Snow noted a growing divide between "the two cultures" in Western society, scientists and "literary intellectuals", who became increasingly self-absorbed and incomprehensible to each other. One of philosophy's traditional roles was providing a unified picture of the world and person's place in it. In this case however philosophy itself split along the same fault line into analytic and continental parts. Michael Friedman in A Parting of the Ways traces the split to an exchange between Carnap and Heidegger in 1930-s. Carnap called metaphysics a collection of "meaningless pseudo-sentences" and Heidegger responded in kind by characterizing methodology of science as "conclusive degeneration of logic into logistic". More recently, there were equally "productive" exchanges between Derrida and some leading physicists, who puzzled over and/or mocked his writings.

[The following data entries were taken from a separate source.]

pub mod cache;
pub mod config;
pub mod resources;
pub mod server;
pub mod tools;
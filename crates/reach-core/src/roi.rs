//! Return-on-investment figures computed from caller-supplied numbers.
//!
//! Any ratio whose denominator is zero is reported as `None` ("n/a").

use crate::model::safe_ratio;
use serde::{Deserialize, Serialize};

#[derive(Debug, Clone, Default, Deserialize)]
pub struct RoiInputs {
    pub spend: f64,
    pub revenue: f64,
    #[serde(default)]
    pub impressions: Option<u64>,
    #[serde(default)]
    pub clicks: Option<u64>,
    #[serde(default)]
    pub conversions: Option<u64>,
    #[serde(default)]
    pub new_customers: Option<u64>,
    #[serde(default)]
    pub average_order_value: Option<f64>,
    /// Purchases per customer per year.
    #[serde(default)]
    pub purchase_frequency: Option<f64>,
    #[serde(default)]
    pub customer_lifespan_years: Option<f64>,
    /// Fraction of revenue kept as margin (0..=1). Defaults to 1.
    #[serde(default)]
    pub gross_margin: Option<f64>,
}

#[derive(Debug, Clone, Default, PartialEq, Serialize)]
pub struct RoiReport {
    pub spend: f64,
    pub revenue: f64,
    pub profit: f64,
    pub roi: Option<f64>,
    pub roas: Option<f64>,
    pub cac: Option<f64>,
    pub ltv: Option<f64>,
    pub ltv_to_cac: Option<f64>,
    pub ctr: Option<f64>,
    pub conversion_rate: Option<f64>,
    pub cpc: Option<f64>,
    pub cpa: Option<f64>,
}

pub fn calculate(i: &RoiInputs) -> RoiReport {
    let customers = i.new_customers.or(i.conversions).map(|n| n as f64);
    let cac = customers.and_then(|n| safe_ratio(i.spend, n));

    let margin = i.gross_margin.unwrap_or(1.0);
    let ltv = match (i.average_order_value, i.purchase_frequency, i.customer_lifespan_years) {
        (Some(aov), Some(freq), Some(years)) => {
            let v = aov * freq * years * margin;
            v.is_finite().then_some(v)
        }
        _ => None,
    };

    RoiReport {
        spend: i.spend,
        revenue: i.revenue,
        profit: i.revenue - i.spend,
        roi: safe_ratio(i.revenue - i.spend, i.spend),
        roas: safe_ratio(i.revenue, i.spend),
        cac,
        ltv,
        ltv_to_cac: ltv.zip(cac).and_then(|(l, c)| safe_ratio(l, c)),
        ctr: i
            .clicks
            .zip(i.impressions)
            .and_then(|(c, n)| safe_ratio(c as f64, n as f64)),
        conversion_rate: i
            .conversions
            .zip(i.clicks)
            .and_then(|(c, n)| safe_ratio(c as f64, n as f64)),
        cpc: i.clicks.and_then(|c| safe_ratio(i.spend, c as f64)),
        cpa: i.conversions.and_then(|c| safe_ratio(i.spend, c as f64)),
    }
}

#[cfg(test)]
mod tests {
    use super::*;

    #[test]
    fn test_basic_roi() {
        let r = calculate(&RoiInputs {
            spend: 1000.0,
            revenue: 3000.0,
            clicks: Some(500),
            impressions: Some(50_000),
            conversions: Some(20),
            ..Default::default()
        });
        assert_eq!(r.profit, 2000.0);
        assert_eq!(r.roi, Some(2.0));
        assert_eq!(r.roas, Some(3.0));
        assert_eq!(r.ctr, Some(0.01));
        assert_eq!(r.conversion_rate, Some(0.04));
        assert_eq!(r.cpc, Some(2.0));
        assert_eq!(r.cpa, Some(50.0));
        // conversions stand in for customers
        assert_eq!(r.cac, Some(50.0));
    }

    #[test]
    fn test_zero_spend_is_not_infinite() {
        let r = calculate(&RoiInputs {
            spend: 0.0,
            revenue: 500.0,
            conversions: Some(0),
            ..Default::default()
        });
        assert_eq!(r.roi, None);
        assert_eq!(r.roas, None);
        assert_eq!(r.cpa, None);
        assert_eq!(r.profit, 500.0);
    }

    #[test]
    fn test_ltv_and_ratio() {
        let r = calculate(&RoiInputs {
            spend: 2000.0,
            revenue: 5000.0,
            new_customers: Some(10),
            average_order_value: Some(100.0),
            purchase_frequency: Some(4.0),
            customer_lifespan_years: Some(3.0),
            gross_margin: Some(0.5),
            ..Default::default()
        });
        assert_eq!(r.cac, Some(200.0));
        assert_eq!(r.ltv, Some(600.0));
        assert_eq!(r.ltv_to_cac, Some(3.0));
    }

    #[test]
    fn test_ltv_needs_all_inputs() {
        let r = calculate(&RoiInputs {
            spend: 100.0,
            revenue: 100.0,
            average_order_value: Some(50.0),
            ..Default::default()
        });
        assert_eq!(r.ltv, None);
        assert_eq!(r.ltv_to_cac, None);
        assert_eq!(r.roi, Some(0.0));
    }
}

Snow himself attributed the divide to the flaws of British education system, but it seems to be too deep, lasting and pervasive for that. Are there philosophical investigations into this divide, its root causes, consequences and implications for the role of philosophy? Is it just a social backlash against the increasing influence of science, or is there something in the nature of intellectual discourse itself that forces such a split at some point? Are there philosophical figures/schools of thought that try to bridge it and on what grounds? Are there signs of emerging synthesis or will it grow deeper?

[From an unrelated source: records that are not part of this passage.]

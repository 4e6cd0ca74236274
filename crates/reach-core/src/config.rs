//! Provider credentials, read once from the environment at startup.
//!
//! Each provider is optional: a missing variable leaves that provider
//! unconfigured and the tools that need it report `E_NOT_CONFIGURED`.

use std::fmt;

/// A credential value that never prints.
#[derive(Clone, PartialEq, Eq)]
pub struct Secret(String);

impl Secret {
    pub fn new(s: impl Into<String>) -> Self {
        Self(s.into())
    }

    pub fn expose(&self) -> &str {
        &self.0
    }
}

impl fmt::Debug for Secret {
    fn fmt(&self, f: &mut fmt::Formatter<'_>) -> fmt::Result {
        f.write_str("[REDACTED]")
    }
}

#[derive(Debug, Clone)]
pub struct LinkedinCredentials {
    pub access_token: Secret,
    pub ad_account_id: String,
    /// Needed only for organic posts.
    pub organization_id: Option<String>,
}

#[derive(Debug, Clone)]
pub struct GoogleAdsCredentials {
    pub developer_token: Secret,
    pub access_token: Secret,
    pub customer_id: String,
    pub login_customer_id: Option<String>,
}

#[derive(Debug, Clone)]
pub struct SendgridCredentials {
    pub api_key: Secret,
    pub sender_id: i64,
    pub suppression_group_id: Option<i64>,
}

#[derive(Debug, Clone)]
pub struct Ga4Credentials {
    pub property_id: String,
    pub access_token: Secret,
}

#[derive(Debug, Clone)]
pub struct LlmCredentials {
    pub api_key: Secret,
    pub model: String,
}

#[derive(Debug, Clone, Default)]
pub struct Credentials {
    pub linkedin: Option<LinkedinCredentials>,
    pub google_ads: Option<GoogleAdsCredentials>,
    pub sendgrid: Option<SendgridCredentials>,
    pub ga4: Option<Ga4Credentials>,
    pub openai: Option<LlmCredentials>,
    pub anthropic: Option<LlmCredentials>,
}

pub const DEFAULT_OPENAI_MODEL: &str = "gpt-4o-mini";
pub const DEFAULT_ANTHROPIC_MODEL: &str = "claude-sonnet-4-20250514";

impl Credentials {
    pub fn from_env() -> Self {
        Self::from_lookup(|k| std::env::var(k).ok())
    }

    /// Builds credentials from an arbitrary key lookup. Empty values count as unset.
    pub fn from_lookup(lookup: impl Fn(&str) -> Option<String>) -> Self {
        let get = |k: &str| lookup(k).filter(|v| !v.trim().is_empty());

        let linkedin = match (get("LINKEDIN_ACCESS_TOKEN"), get("LINKEDIN_AD_ACCOUNT_ID")) {
            (Some(token), Some(account)) => Some(LinkedinCredentials {
                access_token: Secret::new(token),
                ad_account_id: account,
                organization_id: get("LINKEDIN_ORGANIZATION_ID"),
            }),
            _ => None,
        };

        let google_ads = match (
            get("GOOGLE_ADS_DEVELOPER_TOKEN"),
            get("GOOGLE_ADS_ACCESS_TOKEN"),
            get("GOOGLE_ADS_CUSTOMER_ID"),
        ) {
            (Some(dev), Some(token), Some(cid)) => Some(GoogleAdsCredentials {
                developer_token: Secret::new(dev),
                access_token: Secret::new(token),
                customer_id: cid.replace('-', ""),
                login_customer_id: get("GOOGLE_ADS_LOGIN_CUSTOMER_ID").map(|s| s.replace('-', "")),
            }),
            _ => None,
        };

        let sendgrid = match (
            get("SENDGRID_API_KEY"),
            get("SENDGRID_SENDER_ID").and_then(|v| v.parse().ok()),
        ) {
            (Some(key), Some(sender_id)) => Some(SendgridCredentials {
                api_key: Secret::new(key),
                sender_id,
                suppression_group_id: get("SENDGRID_SUPPRESSION_GROUP_ID")
                    .and_then(|v| v.parse().ok()),
            }),
            _ => None,
        };

        let ga4 = match (get("GA4_PROPERTY_ID"), get("GA4_ACCESS_TOKEN")) {
            (Some(property_id), Some(token)) => Some(Ga4Credentials {
                property_id,
                access_token: Secret::new(token),
            }),
            _ => None,
        };

        let openai = get("OPENAI_API_KEY").map(|key| LlmCredentials {
            api_key: Secret::new(key),
            model: get("OPENAI_MODEL").unwrap_or_else(|| DEFAULT_OPENAI_MODEL.to_string()),
        });

        let anthropic = get("ANTHROPIC_API_KEY").map(|key| LlmCredentials {
            api_key: Secret::new(key),
            model: get("ANTHROPIC_MODEL").unwrap_or_else(|| DEFAULT_ANTHROPIC_MODEL.to_string()),
        });

        Self {
            linkedin,
            google_ads,
            sendgrid,
            ga4,
            openai,
            anthropic,
        }
    }

    /// Names of the providers that have credentials, for startup logging.
    pub fn configured(&self) -> Vec<&'static str> {
        let mut out = Vec::new();
        if self.linkedin.is_some() {
            out.push("linkedin");
        }
        if self.google_ads.is_some() {
            out.push("google_ads");
        }
        if self.sendgrid.is_some() {
            out.push("sendgrid");
        }
        if self.ga4.is_some() {
            out.push("ga4");
        }
        if self.openai.is_some() {
            out.push("openai");
        }
        if self.anthropic.is_some() {
            out.push("anthropic");
        }
        out
    }
}

#[cfg(test)]
mod tests {
    use super::*;
    use std::collections::HashMap;

    fn lookup(pairs: &[(&str, &str)]) -> impl Fn(&str) -> Option<String> {
        let map: HashMap<String, String> = pairs
            .iter()
            .map(|(k, v)| (k.to_string(), v.to_string()))
            .collect();
        move |k| map.get(k).cloned()
    }

    #[test]
    fn test_empty_env_configures_nothing() {
        let creds = Credentials::from_lookup(|_| None);
        assert!(creds.configured().is_empty());
    }

    #[test]
    fn test_partial_credentials_are_ignored() {
        let creds = Credentials::from_lookup(lookup(&[
            ("LINKEDIN_ACCESS_TOKEN", "tok"),
            ("SENDGRID_API_KEY", "key"),
            ("SENDGRID_SENDER_ID", "not-a-number"),
        ]));
        assert!(creds.linkedin.is_none());
        assert!(creds.sendgrid.is_none());
    }

    #[test]
    fn test_google_ads_ids_normalised() {
        let creds = Credentials::from_lookup(lookup(&[
            ("GOOGLE_ADS_DEVELOPER_TOKEN", "dev"),
            ("GOOGLE_ADS_ACCESS_TOKEN", "tok"),
            ("GOOGLE_ADS_CUSTOMER_ID", "123-456-7890"),
        ]));
        let g = creds.google_ads.unwrap();
        assert_eq!(g.customer_id, "1234567890");
        assert!(g.login_customer_id.is_none());
    }

    #[test]
    fn test_llm_default_models_and_order() {
        let creds = Credentials::from_lookup(lookup(&[
            ("OPENAI_API_KEY", "sk"),
            ("ANTHROPIC_API_KEY", "ak"),
            ("ANTHROPIC_MODEL", "claude-x"),
        ]));
        assert_eq!(creds.openai.as_ref().unwrap().model, DEFAULT_OPENAI_MODEL);
        assert_eq!(creds.anthropic.as_ref().unwrap().model, "claude-x");
        assert_eq!(creds.configured(), vec!["openai", "anthropic"]);
    }

    #[test]
    fn test_secret_debug_redacted() {
        let creds = Credentials::from_lookup(lookup(&[("OPENAI_API_KEY", "sk-very-secret")]));
        let dbg = format!("{:?}", creds);
        assert!(!dbg.contains("sk-very-secret"));
        assert!(dbg.contains("[REDACTED]"));
    }
}
use std::fmt;

/// Failures raised by the in-memory registries.
#[derive(Debug, Clone, PartialEq, Eq)]
pub enum RegistryError {
    NotFound(String),
    InvalidState(String),
}

impl RegistryError {
    /// Stable machine-readable code surfaced to tool callers.
    pub fn code(&self) -> &'static str {
        match self {
            RegistryError::NotFound(_) => "E_NOT_FOUND",
            RegistryError::InvalidState(_) => "E_INVALID_STATE",
        }
    }
}

impl fmt::Display for RegistryError {
    fn fmt(&self, f: &mut fmt::Formatter<'_>) -> fmt::Result {
        match self {
            RegistryError::NotFound(m) => write!(f, "not found: {m}"),
            RegistryError::InvalidState(m) => write!(f, "invalid state: {m}"),
        }
    }
}

impl std::error::Error for RegistryError {}

/// Raised when a tool needs a provider whose credentials are absent.
#[derive(Debug, Clone, PartialEq, Eq)]
pub struct NotConfigured(pub &'static str);

impl fmt::Display for NotConfigured {
    fn fmt(&self, f: &mut fmt::Formatter<'_>) -> fmt::Result {
        write!(f, "{} is not configured (missing credentials)", self.0)
    }
}

impl std::error::Error for NotConfigured {}

/// Maps an error chain to the code reported in tool results.
pub fn error_code(err: &anyhow::Error) -> &'static str {
    for cause in err.chain() {
        if let Some(e) = cause.downcast_ref::<RegistryError>() {
            return e.code();
        }
        if cause.is::<NotConfigured>() {
            return "E_NOT_CONFIGURED";
        }
        if let Some(e) = cause.downcast_ref::<reqwest::Error>() {
            return if e.is_timeout() { "E_TIMEOUT" } else { "E_PROVIDER" };
        }
        if cause.to_string().contains("API error") {
            return "E_PROVIDER";
        }
    }
    "E_INTERNAL"
}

EDIT: Isn't there common ground even on methodology? Creative side of science, that is creation of new conjectures, models and theories by a scientist, is still very poorly understood. It is commonly referred to as "more art than science". Proofs in mathematics rarely reveal how they are arrived at, and Einstein did not deduce relativity from experiments alone. In mathematics there was some work on heuristics by Polya elaborated on philosophically by Lakatos, but there isn't much of that. Continental philosophy, on the other hand, naturally focuses on creation and discovery, but after Husserl there was little willingness to cross over, or even to make yourself understandable to the other side (Derrida for example). Why? Similarly, there are analytic and empirical aspects to the work of an artist, and especially a writer, that are more science than art. The intellectual processes at work seem to have the same underlying structure, but with different emphases on different aspects. Isn't that a natural subject for philosophy?
EDIT 2: Here is Friedman's diagnosis of the philosophical split.
"It is no longer possible, in particular, to view pure formal logic, as the most clearly and uncontroversially universal form of human thinking... We can either, with Carnap, hold fast to formal logic as the ideal of universal validity and confine ourselves, accordingly, to the philosophy of the mathematical exact sciences, or we can, with Heidegger, cut ourselves off from logic and "exact thinking" generally, with the result that we ultimately renounce the ideal of truly universal validity itself. If I am not mistaken, it is precisely this dilemma that lies at the heart of the twentieth-century opposition between "analytic" and "continental" philosophical traditions... But the thoroughgoing intellectual estrangement of these two traditions, their almost total lack of mutual comprehension, is a product of the National Socialist seizure of power in 1933 and the resulting intellectual migration."
He then suggests Cassirer as a starting point for reconciliation, the only major philosopher who wrote treatises on both mythical thought and general relativity.